Wednesday, 25 January 2012

Into the Abyss

His thoughts still wracked by the gruesome sights of cleaved souls, it was with a profound sense of foreboding that Dante ventured onward, deeper and deeper into the Inferno on his dark journey (for the previous episode in this story, please click here). After a rebuke from his guide, Virgil, for his sympathy for the damned souls, the two poets arrive at the edge of a rickety bridge, with the final of the Rotten Pockets of the Eighth Circle of Hell stretching far below on the valley floor...

The Falsifiers
Painting by Giovanni di Paolo
" Wierd shrieks of lamentation
   pierced through me,
   like arrow shafts whose tips
   are barbed with pity,
   so that my hands were
   covering my ears "

It was as all the plague hospitals in marshy, malaria ridden Tuscany had been crammed together into one fetid ditch, Dante thought.
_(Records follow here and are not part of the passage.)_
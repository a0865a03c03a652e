//! Threshold evaluation and the notification log it feeds.
//!
//! Submodules:
//! - `thresholds`: pure edge-triggered crossing detection.
//! - `notifications`: the newest-first alert log.

pub mod notifications;
pub mod thresholds;
//! Background drift simulator.
//!
//! Every tick nudges each node by a uniform random delta (level in
//! `[-level_drift, +level_drift]`, flow in `[-flow_drift, +flow_drift]`),
//! clamps to the physical ranges and reports crossings. A running hazard
//! scenario owns the store exclusively, so the whole tick is skipped when
//! one is active; the flag is read once, at the start of the tick.

use chrono::{DateTime, Utc};
use rand::{Rng, SeedableRng};
use rand_chacha::ChaCha8Rng;

use crate::alert::thresholds::{self, AlertEvent, Observation};
use crate::logging::{self, Component};
use crate::model::{Reading, ThresholdConfig};
use crate::schedule::RecurringTask;
use crate::store::NodeStore;

/// Nominal drift period.
pub const DEFAULT_PERIOD_MS: u64 = 3_000;
/// Default bound on the per-tick level change, in meters.
pub const DEFAULT_LEVEL_DRIFT: f64 = 0.2;
/// Default bound on the per-tick flow change, in meters per second.
pub const DEFAULT_FLOW_DRIFT: f64 = 0.1;

/// Result of one drift tick.
#[derive(Debug, Clone, PartialEq)]
pub enum DriftOutcome {
    /// A hazard scenario was active; no node was touched.
    Skipped,
    /// Every node was nudged. `alerts` are in node order.
    Applied { nodes: usize, alerts: Vec<AlertEvent> },
}

#[derive(Debug, Clone)]
pub struct DriftSimulator {
    task: RecurringTask,
    rng: ChaCha8Rng,
    level_drift: f64,
    flow_drift: f64,
}

impl DriftSimulator {
    pub fn new(period_ms: u64, level_drift: f64, flow_drift: f64, seed: Option<u64>) -> Self {
        let rng = match seed {
            Some(seed) => ChaCha8Rng::seed_from_u64(seed),
            None => ChaCha8Rng::from_entropy(),
        };
        Self {
            task: RecurringTask::from_millis(period_ms),
            rng,
            level_drift: level_drift.abs(),
            flow_drift: flow_drift.abs(),
        }
    }

    /// Idle -> Running. Starting while running replaces the old schedule.
    pub fn start(&mut self, now: DateTime<Utc>) {
        if self.task.is_running() {
            logging::debug(Component::Drift, None, "restarting drift schedule");
        }
        self.task.start(now);
        logging::info(
            Component::Drift,
            None,
            &format!("drift simulator running every {}ms", self.task.period().num_milliseconds()),
        );
    }

    /// Running -> Idle.
    pub fn stop(&mut self) {
        if self.task.is_running() {
            logging::info(Component::Drift, None, "drift simulator stopped");
        }
        self.task.stop();
    }

    pub fn is_running(&self) -> bool {
        self.task.is_running()
    }

    pub fn next_due(&self) -> Option<DateTime<Utc>> {
        self.task.next_due()
    }

    pub fn take_due(&mut self, now: DateTime<Utc>) -> Option<DateTime<Utc>> {
        self.task.take_due(now)
    }

    /// Runs one tick against the store.
    pub fn tick(
        &mut self,
        store: &mut NodeStore,
        config: &ThresholdConfig,
        hazard_active: bool,
    ) -> DriftOutcome {
        if hazard_active {
            logging::debug(Component::Drift, None, "hazard active, drift tick skipped");
            return DriftOutcome::Skipped;
        }

        let mut alerts = Vec::new();
        for id in store.ids() {
            let Some(node) = store.get_mut(id) else {
                continue;
            };
            let previous = Observation::of(node);
            let level_delta = self.rng.gen_range(-self.level_drift..=self.level_drift);
            let flow_delta = self.rng.gen_range(-self.flow_drift..=self.flow_drift);

            node.set_reading(Reading::clamped(
                previous.water_level + level_delta,
                previous.water_flow + flow_delta,
            ));
            alerts.extend(thresholds::evaluate(node, &previous, config));
        }

        DriftOutcome::Applied {
            nodes: store.len(),
            alerts,
        }
    }
}

impl Default for DriftSimulator {
    fn default() -> Self {
        Self::new(DEFAULT_PERIOD_MS, DEFAULT_LEVEL_DRIFT, DEFAULT_FLOW_DRIFT, None)
    }
}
The screams of agony rang through his ears, and the grotesque stench of decay rose to his nostrils. Covering their noses with their drapes, the two poets descended to the foot of the mountains, as the din grew louder yet. Fighting back a wave of nausea, Dante looked on, as the rocky floor was strewn with the bodies of men and women struck with the most terrible afflictions. His eyes noticed two men, writhing in pain, frantically slashing at the sores on their flesh with their own nails, desperate to relief the itching that would not cease. For here in the last Rotten Pocket are punished the falsifiers, those who through their lies and perjury in life were a disease upon society. So now their bodies are corrupted by disease in death. Among the many Italians condemned to this plight, Dante spies two souls history knows well. The first, the wife of Potiphar, who through her false accusation incriminated Joseph, the second, Sinon, the Greek spy who persuaded the men of Troy to take the Horse within their walls. Many too, are afflicted with insanity, and frantically cavort around, acting more as beast than men, snapping and biting at any that approach. They see the lady Myrrha too, who through the malicious designs of the gods, seduced her own father whilst disguised (and who, incidentally, that myrrh is named after). Shuddering with disgust, our pilgrims turn their back on the rotten trench, and move on into the darkness.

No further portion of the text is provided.